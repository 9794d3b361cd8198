//! The set of typed tables sharing one store.

use tracing::debug;

use crate::error::StoreResult;
use crate::keys::{
    AnyKey, EventCountKey, RelationshipKey, ResourceSummaryKey, TableKind, WatchActivityKey,
    WatchKey,
};
use crate::partition::PartitionClock;
use crate::store::{RowSource, Store, first_key_with_prefix, last_key_with_prefix};
use crate::table::Table;
use crate::types::{Relationship, ResourceEventCounts, ResourceSummary, WatchActivity, WatchRecord};

/// Handle bundling the store with every typed table. Cheap to clone.
#[derive(Clone)]
pub struct Tables {
    store: Store,
    watch: Table<WatchKey, WatchRecord>,
    resource_summary: Table<ResourceSummaryKey, ResourceSummary>,
    event_count: Table<EventCountKey, ResourceEventCounts>,
    watch_activity: Table<WatchActivityKey, WatchActivity>,
    relationship: Table<RelationshipKey, Relationship>,
}

impl Tables {
    /// Typed tables over `store`, all sharing its partition clock.
    pub fn new(store: Store) -> Self {
        let clock = store.clock();
        Self {
            store,
            watch: Table::new(clock),
            resource_summary: Table::new(clock),
            event_count: Table::new(clock),
            watch_activity: Table::new(clock),
            relationship: Table::new(clock),
        }
    }

    pub fn store(&self) -> &Store {
        &self.store
    }

    /// The store's partition clock, copied out.
    pub fn clock(&self) -> PartitionClock {
        self.store.clock()
    }

    /// Raw watch records, one row per observation.
    pub fn watch(&self) -> &Table<WatchKey, WatchRecord> {
        &self.watch
    }

    /// Per-object summaries, one row per uid and partition.
    pub fn resource_summary(&self) -> &Table<ResourceSummaryKey, ResourceSummary> {
        &self.resource_summary
    }

    /// Per-minute event counts keyed by the involved object.
    pub fn event_count(&self) -> &Table<EventCountKey, ResourceEventCounts> {
        &self.event_count
    }

    /// When each object was observed, split by whether it changed.
    pub fn watch_activity(&self) -> &Table<WatchActivityKey, WatchActivity> {
        &self.watch_activity
    }

    /// Parent/child links of pods, one row per uid and partition.
    pub fn relationship(&self) -> &Table<RelationshipKey, Relationship> {
        &self.relationship
    }

    /// Names of every table in key order of [`TableKind::ALL`].
    pub fn table_names(&self) -> Vec<&'static str> {
        TableKind::ALL.iter().map(|kind| kind.name()).collect()
    }

    /// Oldest and newest partition across every table, read inside an
    /// existing transaction.
    pub fn min_max_partition_in<R: RowSource>(
        &self,
        rows: &R,
    ) -> StoreResult<Option<(String, String)>> {
        let mut bounds: Option<(String, String)> = None;
        for kind in TableKind::ALL {
            let prefix = kind.prefix();
            let (Some(first), Some(last)) = (
                first_key_with_prefix(rows, &prefix)?,
                last_key_with_prefix(rows, &prefix)?,
            ) else {
                continue;
            };
            let first = AnyKey::parse(&first)?.partition_id().to_string();
            let last = AnyKey::parse(&last)?.partition_id().to_string();
            bounds = Some(match bounds {
                Some((min, max)) => (min.min(first), max.max(last)),
                None => (first, last),
            });
        }
        Ok(bounds)
    }

    /// Oldest and newest partition across every table.
    pub fn min_max_partition(&self) -> StoreResult<Option<(String, String)>> {
        self.store.view(|rows| self.min_max_partition_in(rows))
    }

    /// Every partition id between the global oldest and newest, inclusive.
    pub fn partition_list_in<R: RowSource>(&self, rows: &R) -> StoreResult<Vec<String>> {
        match self.min_max_partition_in(rows)? {
            Some((min, max)) => self.clock().partitions_between(&min, &max),
            None => Ok(Vec::new()),
        }
    }

    /// Like [`partition_list_in`](Self::partition_list_in) in its own read
    /// transaction.
    pub fn partition_list(&self) -> StoreResult<Vec<String>> {
        self.store.view(|rows| self.partition_list_in(rows))
    }

    /// Remove one partition of one table. Returns the number of rows removed.
    pub fn drop_partition(&self, kind: TableKind, partition_id: &str) -> StoreResult<u64> {
        let removed = self.store.drop_prefix(&kind.partition_prefix(partition_id))?;
        debug!(table = kind.name(), %partition_id, removed, "partition dropped");
        Ok(removed)
    }
}

#[cfg(test)]
mod tests {
    use super::*;
    use crate::error::StoreError;
    use crate::partition::Granularity;
    use chrono::{DateTime, TimeDelta, TimeZone, Utc};

    fn base() -> DateTime<Utc> {
        Utc.with_ymd_and_hms(2019, 1, 15, 10, 30, 0).unwrap()
    }

    #[test]
    fn global_bounds_span_all_tables() {
        let tables = Tables::new(Store::open_in_memory(Granularity::Hour).unwrap());
        assert_eq!(tables.min_max_partition().unwrap(), None);

        let clock = tables.clock();
        let early = base() - TimeDelta::hours(2);
        let late = base() + TimeDelta::hours(1);
        tables
            .store()
            .update(|rows| {
                let activity = WatchActivityKey::new(&clock, early, "Pod", "ns", "a", "u");
                tables.watch_activity().set(rows, &activity, &WatchActivity::default())?;
                let watch = WatchKey::new(&clock, "Pod", "ns", "a", base());
                tables.watch().set(rows, &watch, &WatchRecord::default())?;
                let counts = EventCountKey::new(&clock, late, "Pod", "ns", "a", "u");
                tables.event_count().set(rows, &counts, &ResourceEventCounts::default())
            })
            .unwrap();

        assert_eq!(
            tables.min_max_partition().unwrap(),
            Some((clock.partition_id(early), clock.partition_id(late)))
        );
        let list = tables.partition_list().unwrap();
        assert_eq!(list.len(), 4);
        assert_eq!(list[1], clock.partition_id(early + TimeDelta::hours(1)));
    }

    #[test]
    fn drop_partition_leaves_other_tables() {
        let tables = Tables::new(Store::open_in_memory(Granularity::Day).unwrap());
        let clock = tables.clock();
        tables
            .store()
            .update(|rows| {
                let summary = ResourceSummaryKey::new(&clock, base(), "Pod", "ns", "a", "u");
                tables.resource_summary().set(rows, &summary, &ResourceSummary::default())?;
                let relation = RelationshipKey::new(&clock, base(), "Pod", "ns", "a", "u");
                tables.relationship().set(rows, &relation, &Relationship::default())?;
                Ok::<_, StoreError>(())
            })
            .unwrap();

        let partition = clock.partition_id(base());
        assert_eq!(tables.drop_partition(TableKind::ResourceSummary, &partition).unwrap(), 1);
        assert_eq!(
            tables.min_max_partition().unwrap(),
            Some((partition.clone(), partition))
        );
    }

    #[test]
    fn names_cover_every_table() {
        let tables = Tables::new(Store::open_in_memory(Granularity::Hour).unwrap());
        assert_eq!(
            tables.table_names(),
            vec!["watch", "ressum", "eventcount", "watchactivity", "relation"]
        );
    }
}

----------

__Problem to solve__
Identify the lines of the entries containing the string "across". Copy each such line.

__Reply__
    /// Oldest and newest partition across every table, read inside an
    /// Oldest and newest partition across every table.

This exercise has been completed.